Data section:
//! Wire-compatible frame types for the Nexus relay protocol.
//!
//! Every frame is a single JSON object tagged by a `"type"` field in
//! `SCREAMING_SNAKE_CASE`. Outbound requests are [`ClientFrame`]s; inbound
//! notifications are [`ServerFrame`]s. Client identifiers travel as `clientID`
//! on inbound frames and as a `clientIDs` array on `SEND`.

use std::fmt;

use serde::{Deserialize, Serialize};
use serde_json::{Map, Number, Value};

use crate::error::{NexusError, Result};

// ── Identifiers ─────────────────────────────────────────────────────

/// A server-assigned identifier. The relay hands out numbers, but names are
/// accepted as well.
///
/// Any JSON number is kept as sent, including negative and fractional ones.
#[derive(Debug, Clone, PartialEq, Eq, Hash, Serialize, Deserialize)]
#[serde(untagged)]
pub enum Identifier {
    /// Numeric identifier.
    Number(Number),
    /// Textual identifier.
    Text(String),
}

/// Identifier of a host, assigned by the server.
pub type HostId = Identifier;

/// Identifier of a client connected to a host, assigned by the server.
pub type ClientId = Identifier;

impl From<u64> for Identifier {
    fn from(value: u64) -> Self {
        Self::Number(value.into())
    }
}

impl From<i64> for Identifier {
    fn from(value: i64) -> Self {
        Self::Number(value.into())
    }
}

impl From<Number> for Identifier {
    fn from(value: Number) -> Self {
        Self::Number(value)
    }
}

impl From<&str> for Identifier {
    fn from(value: &str) -> Self {
        Self::Text(value.to_owned())
    }
}

impl From<String> for Identifier {
    fn from(value: String) -> Self {
        Self::Text(value)
    }
}

impl fmt::Display for Identifier {
    fn fmt(&self, f: &mut fmt::Formatter<'_>) -> fmt::Result {
        match self {
            Self::Number(n) => write!(f, "{n}"),
            Self::Text(s) => f.write_str(s),
        }
    }
}

// ── Host descriptors ────────────────────────────────────────────────

/// Selects which host to create or join.
///
/// A name becomes `{"name": ...}`, a number becomes `{"id": ...}`, and a field
/// map is forwarded verbatim (minus any `type` key, which the request sets).
///
/// ```
/// use nexus_client::protocol::HostDescriptor;
///
/// let by_name = HostDescriptor::from("lobby");
/// assert_eq!(by_name.into_fields()["name"], "lobby");
/// ```
#[derive(Debug, Clone, PartialEq)]
pub enum HostDescriptor {
    /// Host selected by display name.
    Name(String),
    /// Host selected by numeric id.
    Id(Number),
    /// Arbitrary request fields.
    Fields(Map<String, Value>),
}

impl HostDescriptor {
    /// Normalize into the request body fields.
    pub fn into_fields(self) -> Map<String, Value> {
        match self {
            Self::Name(name) => {
                let mut fields = Map::new();
                fields.insert("name".into(), Value::String(name));
                fields
            }
            Self::Id(id) => {
                let mut fields = Map::new();
                fields.insert("id".into(), Value::Number(id));
                fields
            }
            Self::Fields(mut fields) => {
                fields.remove("type");
                fields
            }
        }
    }
}

impl From<&str> for HostDescriptor {
    fn from(value: &str) -> Self {
        Self::Name(value.to_owned())
    }
}

impl From<String> for HostDescriptor {
    fn from(value: String) -> Self {
        Self::Name(value)
    }
}

impl From<u64> for HostDescriptor {
    fn from(value: u64) -> Self {
        Self::Id(value.into())
    }
}

impl From<i64> for HostDescriptor {
    fn from(value: i64) -> Self {
        Self::Id(value.into())
    }
}

impl From<Map<String, Value>> for HostDescriptor {
    fn from(value: Map<String, Value>) -> Self {
        Self::Fields(value)
    }
}

impl TryFrom<Value> for HostDescriptor {
    type Error = NexusError;

    fn try_from(value: Value) -> std::result::Result<Self, Self::Error> {
        match value {
            Value::String(name) => Ok(Self::Name(name)),
            Value::Number(n) => Ok(Self::Id(n)),
            Value::Object(fields) => Ok(Self::Fields(fields)),
            other => Err(NexusError::InvalidDescriptor(other.to_string())),
        }
    }
}

// ── Payloads ────────────────────────────────────────────────────────

/// Confirmation carried by a `HOSTING` frame.
#[derive(Debug, Clone, PartialEq, Eq, Default, Serialize, Deserialize)]
pub struct HostingInfo {
    /// Identifier the server assigned to this host.
    #[serde(default, skip_serializing_if = "Option::is_none")]
    pub id: Option<HostId>,
    /// Display name the server registered.
    #[serde(default, skip_serializing_if = "Option::is_none")]
    pub name: Option<String>,
}

/// Server details carried by a `SERVER_INFO` frame.
#[derive(Debug, Clone, PartialEq, Default, Serialize, Deserialize)]
pub struct ServerInfo {
    /// API version the server implements, as `major.minor.patch`.
    #[serde(
        rename = "apiVersion",
        default,
        skip_serializing_if = "Option::is_none"
    )]
    pub api_version: Option<String>,
    /// Any other fields the server reports.
    #[serde(flatten)]
    pub extra: Map<String, Value>,
}

/// Close code and reason of a finished connection.
#[derive(Debug, Clone, PartialEq, Eq)]
pub struct CloseInfo {
    /// Close status code (1000 = normal closure).
    pub code: u16,
    /// Human-readable reason.
    pub reason: String,
}

impl CloseInfo {
    /// Code used when the local side closes without specifying one.
    pub const NORMAL: u16 = 1000;
    /// Code used when the peer closed without a status.
    pub const NO_STATUS: u16 = 1005;
    /// Code used when the connection dropped without a close handshake.
    pub const ABNORMAL: u16 = 1006;

    /// Create a close record.
    pub fn new(code: u16, reason: impl Into<String>) -> Self {
        Self {
            code,
            reason: reason.into(),
        }
    }
}

// ── Frames ──────────────────────────────────────────────────────────

/// Requests sent from the connector to the server.
#[derive(Debug, Clone, PartialEq, Serialize, Deserialize)]
#[serde(tag = "type", rename_all = "SCREAMING_SNAKE_CASE")]
pub enum ClientFrame {
    /// Register as a host.
    Host(Map<String, Value>),
    /// Join an existing host.
    Join(Map<String, Value>),
    /// Relay a message. From a host, `client_ids` limits the recipients;
    /// `None` broadcasts to every client.
    Send {
        message: Value,
        #[serde(rename = "clientIDs", default, skip_serializing_if = "Option::is_none")]
        client_ids: Option<Vec<ClientId>>,
    },
    /// Request the host listing.
    List,
}

impl ClientFrame {
    /// Encode as the JSON text sent over the transport.
    pub fn to_text(&self) -> Result<String> {
        Ok(serde_json::to_string(self)?)
    }
}

/// Notifications sent from the server to the connector.
#[derive(Debug, Clone, PartialEq, Serialize, Deserialize)]
#[serde(tag = "type", rename_all = "SCREAMING_SNAKE_CASE")]
pub enum ServerFrame {
    /// The join request was accepted.
    Joined { host: HostId },
    /// No host matches the join request.
    NoSuchHost {
        #[serde(default, skip_serializing_if = "Option::is_none")]
        reason: Option<String>,
    },
    /// Message relayed from the host to this client.
    Message {
        #[serde(default)]
        message: Value,
    },
    /// The host registration was accepted.
    Hosting(HostingInfo),
    /// A client joined this host. `request` is the client's join request.
    NewClient {
        #[serde(rename = "clientID")]
        client_id: ClientId,
        #[serde(default)]
        request: Value,
    },
    /// A client left this host.
    LostClient {
        #[serde(rename = "clientID")]
        client_id: ClientId,
    },
    /// Message relayed from a client to this host.
    FromClient {
        #[serde(default)]
        message: Value,
        #[serde(rename = "clientID")]
        client_id: ClientId,
    },
    /// Result of a `LIST` request.
    List {
        #[serde(default)]
        payload: Value,
    },
    /// Server version and capabilities.
    ServerInfo(ServerInfo),
    /// Any frame kind this client does not know.
    #[serde(other)]
    Unknown,
}

impl ServerFrame {
    /// Decode one JSON text frame received from the server.
    ///
    /// Unknown `type` tags decode as [`ServerFrame::Unknown`]; malformed JSON
    /// or a missing required field is a [`NexusError::Serialization`].
    pub fn from_text(text: &str) -> Result<Self> {
        Ok(serde_json::from_str(text)?)
    }

    /// Wire tag of this frame.
    pub fn kind(&self) -> &'static str {
        match self {
            Self::Joined { .. } => "JOINED",
            Self::NoSuchHost { .. } => "NO_SUCH_HOST",
            Self::Message { .. } => "MESSAGE",
            Self::Hosting(_) => "HOSTING",
            Self::NewClient { .. } => "NEW_CLIENT",
            Self::LostClient { .. } => "LOST_CLIENT",
            Self::FromClient { .. } => "FROM_CLIENT",
            Self::List { .. } => "LIST",
            Self::ServerInfo(_) => "SERVER_INFO",
            Self::Unknown => "UNKNOWN",
        }
    }
}

#[cfg(test)]
#[allow(
    clippy::unwrap_used,
    clippy::expect_used,
    clippy::panic,
    clippy::indexing_slicing
)]
mod tests {
    use super::*;
    use serde_json::json;

    #[test]
    fn descriptor_name_becomes_name_field() {
        let fields = HostDescriptor::from("roomA").into_fields();
        assert_eq!(Value::Object(fields), json!({"name": "roomA"}));
    }

    #[test]
    fn descriptor_number_becomes_id_field() {
        let fields = HostDescriptor::from(12_u64).into_fields();
        assert_eq!(Value::Object(fields), json!({"id": 12}));
    }

    #[test]
    fn descriptor_object_passes_through_without_type() {
        let descriptor =
            HostDescriptor::try_from(json!({"name": "r", "max": 4, "type": "BOGUS"})).unwrap();
        assert_eq!(
            Value::Object(descriptor.into_fields()),
            json!({"name": "r", "max": 4})
        );
    }

    #[test]
    fn descriptor_rejects_other_json_kinds() {
        for bad in [json!(null), json!(true), json!([1, 2])] {
            let err = HostDescriptor::try_from(bad).unwrap_err();
            assert!(matches!(err, NexusError::InvalidDescriptor(_)));
        }
    }

    #[test]
    fn join_frame_wire_shape() {
        let frame = ClientFrame::Join(HostDescriptor::from("roomA").into_fields());
        assert_eq!(
            serde_json::to_value(&frame).unwrap(),
            json!({"type": "JOIN", "name": "roomA"})
        );
    }

    #[test]
    fn send_frame_omits_missing_client_ids() {
        let broadcast = ClientFrame::Send {
            message: json!("hi"),
            client_ids: None,
        };
        assert_eq!(
            serde_json::to_value(&broadcast).unwrap(),
            json!({"type": "SEND", "message": "hi"})
        );

        let targeted = ClientFrame::Send {
            message: json!({"x": 1}),
            client_ids: Some(vec![Identifier::from(3_u64), Identifier::from(9_u64)]),
        };
        assert_eq!(
            serde_json::to_value(&targeted).unwrap(),
            json!({"type": "SEND", "message": {"x": 1}, "clientIDs": [3, 9]})
        );
    }

    #[test]
    fn list_frame_is_bare_tag() {
        assert_eq!(
            serde_json::to_string(&ClientFrame::List).unwrap(),
            r#"{"type":"LIST"}"#
        );
    }

    #[test]
    fn decodes_host_side_frames() {
        let frame: ServerFrame =
            serde_json::from_str(r#"{"type":"NEW_CLIENT","clientID":7,"request":{"name":"a"}}"#)
                .unwrap();
        assert_eq!(
            frame,
            ServerFrame::NewClient {
                client_id: Identifier::from(7_u64),
                request: json!({"name": "a"}),
            }
        );

        let frame: ServerFrame =
            serde_json::from_str(r#"{"type":"HOSTING","id":5,"name":"lobby"}"#).unwrap();
        assert_eq!(
            frame,
            ServerFrame::Hosting(HostingInfo {
                id: Some(Identifier::from(5_u64)),
                name: Some("lobby".into()),
            })
        );
    }

    #[test]
    fn decodes_joined_with_text_host() {
        let frame: ServerFrame = serde_json::from_str(r#"{"type":"JOINED","host":"abc"}"#).unwrap();
        assert_eq!(
            frame,
            ServerFrame::Joined {
                host: Identifier::Text("abc".into()),
            }
        );
        assert_eq!(frame.kind(), "JOINED");
    }

    #[test]
    fn server_info_keeps_extra_fields() {
        let frame: ServerFrame =
            serde_json::from_str(r#"{"type":"SERVER_INFO","apiVersion":"1.2.3","motd":"hi"}"#)
                .unwrap();
        let ServerFrame::ServerInfo(info) = frame else {
            panic!("expected SERVER_INFO, got {frame:?}");
        };
        assert_eq!(info.api_version.as_deref(), Some("1.2.3"));
        assert_eq!(info.extra["motd"], "hi");
        assert!(!info.extra.contains_key("type"));
    }

    #[test]
    fn unknown_frame_kind_decodes_as_unknown() {
        let frame: ServerFrame =
            serde_json::from_str(r#"{"type":"SOMETHING_NEW","x":1}"#).unwrap();
        assert_eq!(frame, ServerFrame::Unknown);
    }

    #[test]
    fn descriptor_keeps_negative_and_fractional_ids() {
        for id in [json!(-3), json!(2.5)] {
            let fields = HostDescriptor::try_from(id.clone()).unwrap().into_fields();
            assert_eq!(Value::Object(fields), json!({ "id": id }));
        }
        let fields = HostDescriptor::from(-8_i64).into_fields();
        assert_eq!(Value::Object(fields), json!({"id": -8}));
    }

    #[test]
    fn identifiers_keep_any_json_number() {
        let frame: ServerFrame =
            serde_json::from_str(r#"{"type":"LOST_CLIENT","clientID":-4}"#).unwrap();
        assert_eq!(
            frame,
            ServerFrame::LostClient {
                client_id: Identifier::from(-4_i64),
            }
        );

        let frame: ServerFrame =
            serde_json::from_str(r#"{"type":"JOINED","host":1.5}"#).unwrap();
        let ServerFrame::Joined { host } = frame else {
            panic!("expected JOINED, got {frame:?}");
        };
        assert_eq!(host.to_string(), "1.5");
        assert_eq!(serde_json::to_value(&host).unwrap(), json!(1.5));
    }

    #[test]
    fn malformed_text_is_a_serialization_error() {
        for text in ["not json", r#"{"type":"JOINED"}"#] {
            let err = ServerFrame::from_text(text).unwrap_err();
            assert!(matches!(err, NexusError::Serialization(_)), "{text}: {err:?}");
        }
        assert_eq!(
            ServerFrame::from_text(r#"{"type":"LIST","payload":[]}"#).unwrap(),
            ServerFrame::List { payload: json!([]) }
        );
    }

    #[test]
    fn client_frame_text_encoding() {
        assert_eq!(ClientFrame::List.to_text().unwrap(), r#"{"type":"LIST"}"#);
    }

    #[test]
    fn identifier_display() {
        assert_eq!(Identifier::from(7_u64).to_string(), "7");
        assert_eq!(Identifier::from("abc").to_string(), "abc");
    }
}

Your instructions: Output exactly the lines of the records from the first through the one bearing "pub enum Identifier", both ends included.

Worked solution:
//! Wire-compatible frame types for the Nexus relay protocol.
//!
//! Every frame is a single JSON object tagged by a `"type"` field in
//! `SCREAMING_SNAKE_CASE`. Outbound requests are [`ClientFrame`]s; inbound
//! notifications are [`ServerFrame`]s. Client identifiers travel as `clientID`
//! on inbound frames and as a `clientIDs` array on `SEND`.

use std::fmt;

use serde::{Deserialize, Serialize};
use serde_json::{Map, Number, Value};

use crate::error::{NexusError, Result};

// ── Identifiers ─────────────────────────────────────────────────────

/// A server-assigned identifier. The relay hands out numbers, but names are
/// accepted as well.
///
/// Any JSON number is kept as sent, including negative and fractional ones.
#[derive(Debug, Clone, PartialEq, Eq, Hash, Serialize, Deserialize)]
#[serde(untagged)]
pub enum Identifier {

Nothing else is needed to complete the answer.